On this slide, you’ll notice we have several circles. Each circle represents a version of a file. In the center is the original file received from Jeremy. Only one of the surrounding circles is actually correct and can be loaded back into CONTENTdm without throwing up an error.On the left, we have title, creator, and subject-keyword. But you’ll notice that our original file does not have subject-keyword. So our first lesson is that element names cannot change between processing.Up top, we have title, subject, and creator. This is better as we still have the same elements, though the last two are in different order. Our second lesson is that elements cannot change order during processing.On the right, we have title, creator, subject, and keyword. So, no element name changes or order changes, but now we have keyword that we’ve added since we want to take advantage of those see-references. The third lesson is that we cannot introduce new elements when they did not exist previously.The bottom example matches the original exactly. The lesson here is that if we want to make use of new elements, we just have to make sure to add those in prior to exporting the XML file.

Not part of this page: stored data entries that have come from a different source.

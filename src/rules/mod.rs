//! Pluggable per-node rules for the size and emission passes
//!
//! Object rules turn a leaf-like node into components; the first matching
//! object rule owns the node. Group rules decorate untyped groups: every
//! matching group rule runs, in order, and each may append components and
//! replace the working children list seen by the next one.
//!
//! Custom rules registered through [`RuleSetBuilder`] always run before the
//! built-in ones.

mod button;
mod repeat_grid;
mod scroll;
mod shape;
pub mod svg;
mod text;

pub use button::ButtonRule;
pub use repeat_grid::RepeatGridRule;
pub use scroll::{top_padding, ScrollRule};
pub use shape::{path_bounds, ShapeRule};
pub use text::TextRule;

use crate::config::ImportConfig;
use crate::document::ResolvedNode;
use crate::layout::{BoundingBox, LayoutError, Point, Size, SizeTable};
use crate::output::{Asset, Component};
use crate::symbol::RewriteHook;

/// Components and assets produced for one node
#[derive(Debug, Clone, Default, PartialEq)]
pub struct RuleOutput {
    pub components: Vec<Component>,
    pub assets: Vec<Asset>,
}

impl RuleOutput {
    pub fn component(component: Component) -> Self {
        Self {
            components: vec![component],
            assets: Vec::new(),
        }
    }
}

/// Result of one group rule: appended components plus the working children
#[derive(Debug, Clone, Default, PartialEq)]
pub struct GroupRuleOutput {
    pub components: Vec<Component>,
    pub assets: Vec<Asset>,
    /// Replacement (or the unchanged) working children list
    pub children: Vec<ResolvedNode>,
}

impl GroupRuleOutput {
    /// Pass the children through untouched
    pub fn unchanged(children: Vec<ResolvedNode>) -> Self {
        Self {
            children,
            ..Self::default()
        }
    }

    pub fn with_component(mut self, component: Component) -> Self {
        self.components.push(component);
        self
    }
}

/// A rule that owns a node outright
pub trait ObjectRule: Send + Sync {
    fn name(&self) -> &str;

    fn matches(&self, node: &ResolvedNode) -> bool;

    /// Rect of the node whose absolute, recentered position is `position`
    fn size(&self, node: &ResolvedNode, position: Point) -> BoundingBox;

    fn emit(&self, node: &ResolvedNode, size: Size) -> Result<RuleOutput, LayoutError>;
}

/// A rule that decorates an untyped group
pub trait GroupRule: Send + Sync {
    fn name(&self) -> &str;

    fn matches(&self, node: &ResolvedNode) -> bool;

    /// Adjust the children's envelope; passes it through by default
    fn size(&self, _node: &ResolvedNode, _position: Point, envelope: BoundingBox) -> BoundingBox {
        envelope
    }

    fn emit(
        &self,
        node: &ResolvedNode,
        children: Vec<ResolvedNode>,
        sizes: &SizeTable,
    ) -> Result<GroupRuleOutput, LayoutError>;
}

/// Ordered rule chains and rewrite hooks for one import
pub struct RuleSet {
    object_rules: Vec<Box<dyn ObjectRule>>,
    group_rules: Vec<Box<dyn GroupRule>>,
    hooks: Vec<Box<dyn RewriteHook>>,
}

impl RuleSet {
    /// Only the built-in rules
    pub fn builtin(config: &ImportConfig) -> Self {
        Self::builder().build(config)
    }

    pub fn builder() -> RuleSetBuilder {
        RuleSetBuilder::default()
    }

    pub fn object_rules(&self) -> &[Box<dyn ObjectRule>] {
        &self.object_rules
    }

    pub fn group_rules(&self) -> &[Box<dyn GroupRule>] {
        &self.group_rules
    }

    pub fn hooks(&self) -> &[Box<dyn RewriteHook>] {
        &self.hooks
    }

    /// First object rule accepting `node`
    pub fn object_rule_for(&self, node: &ResolvedNode) -> Option<&dyn ObjectRule> {
        self.object_rules
            .iter()
            .find(|rule| rule.matches(node))
            .map(|rule| &**rule)
    }

    /// Every group rule accepting `node`, in registration order
    pub fn group_rules_for<'a>(
        &'a self,
        node: &'a ResolvedNode,
    ) -> impl Iterator<Item = &'a dyn GroupRule> + 'a {
        self.group_rules
            .iter()
            .filter(move |rule| rule.matches(node))
            .map(|rule| &**rule)
    }
}

/// Collects custom rules ahead of the built-ins
#[derive(Default)]
pub struct RuleSetBuilder {
    object_rules: Vec<Box<dyn ObjectRule>>,
    group_rules: Vec<Box<dyn GroupRule>>,
    hooks: Vec<Box<dyn RewriteHook>>,
}

impl RuleSetBuilder {
    pub fn object_rule(mut self, rule: impl ObjectRule + 'static) -> Self {
        self.object_rules.push(Box::new(rule));
        self
    }

    pub fn group_rule(mut self, rule: impl GroupRule + 'static) -> Self {
        self.group_rules.push(Box::new(rule));
        self
    }

    pub fn hook(mut self, hook: impl RewriteHook + 'static) -> Self {
        self.hooks.push(Box::new(hook));
        self
    }

    /// Append the built-in rules after the custom ones
    pub fn build(mut self, config: &ImportConfig) -> RuleSet {
        self.object_rules.push(Box::new(ShapeRule));
        self.object_rules.push(Box::new(TextRule::new(config.text)));

        self.group_rules.push(Box::new(ButtonRule));
        self.group_rules.push(Box::new(RepeatGridRule));
        self.group_rules.push(Box::new(ScrollRule::new(
            config.spacer_policy,
            config.spacing_policy,
        )));

        RuleSet {
            object_rules: self.object_rules,
            group_rules: self.group_rules,
            hooks: self.hooks,
        }
    }
}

CONTENTdm doesn’t care about empty elements just as long as they still exist when re-loading the processed files.
Some of the other problems we encountered included bad OCR data. I should point out that this was not an issue with CONTENTdm per se; depending on the OCR program or data you’re trying to OCR, you’ll periodically run into garbage translations regardless.For our purposes, our system would throw up an error during processing when it encountered a stray angle bracket it wasn’t expecting to find. So it would treat them as new elements and that’s when the problems would start.
In order to get around this issue, we offset the OCR data between CDATA blocks. This is both good & bad. Good because it ignores all of the data between the CDATA blocks so the system can proceed as expected. Bad because if you have anything between those CDATA blocks that you want processed, that’s not possible. The hope is that your OCR data doesn’t need authority control performed on it at this point, but we admit that this is a workaround for now.
At Backstage, we’re continually trying to push the envelope of what to report out to clients. Our philosophy is leaving no stone unturned when it comes to reports. This slide shows a few different reports.We report out unmatched names as well those where part of the heading actually matched. Headings that were changed completely are reported, along with headings that were split out into multiple sets of headings.
This particular report is our near match report. We utilize a method called the Levenshtein-Distance algorithm, which compares two strings and determines the confidence value between those two strings. The closer the strings are distance-wise in characters, the higher the confidence value. The hope with this particular report is to give our clients more confidence in deciding what needs to be corrected in their headings … as well as what can be safely ignored. Based on feedback from other clients, this report is usually very helpful with Name headings in particular.
Finally, I just wanted to add that the vast majority of our conversation up to this point has concerned itself with CONTENTdm XML files. We are anxious to also explore other non-MARC data formats, such as those listed here.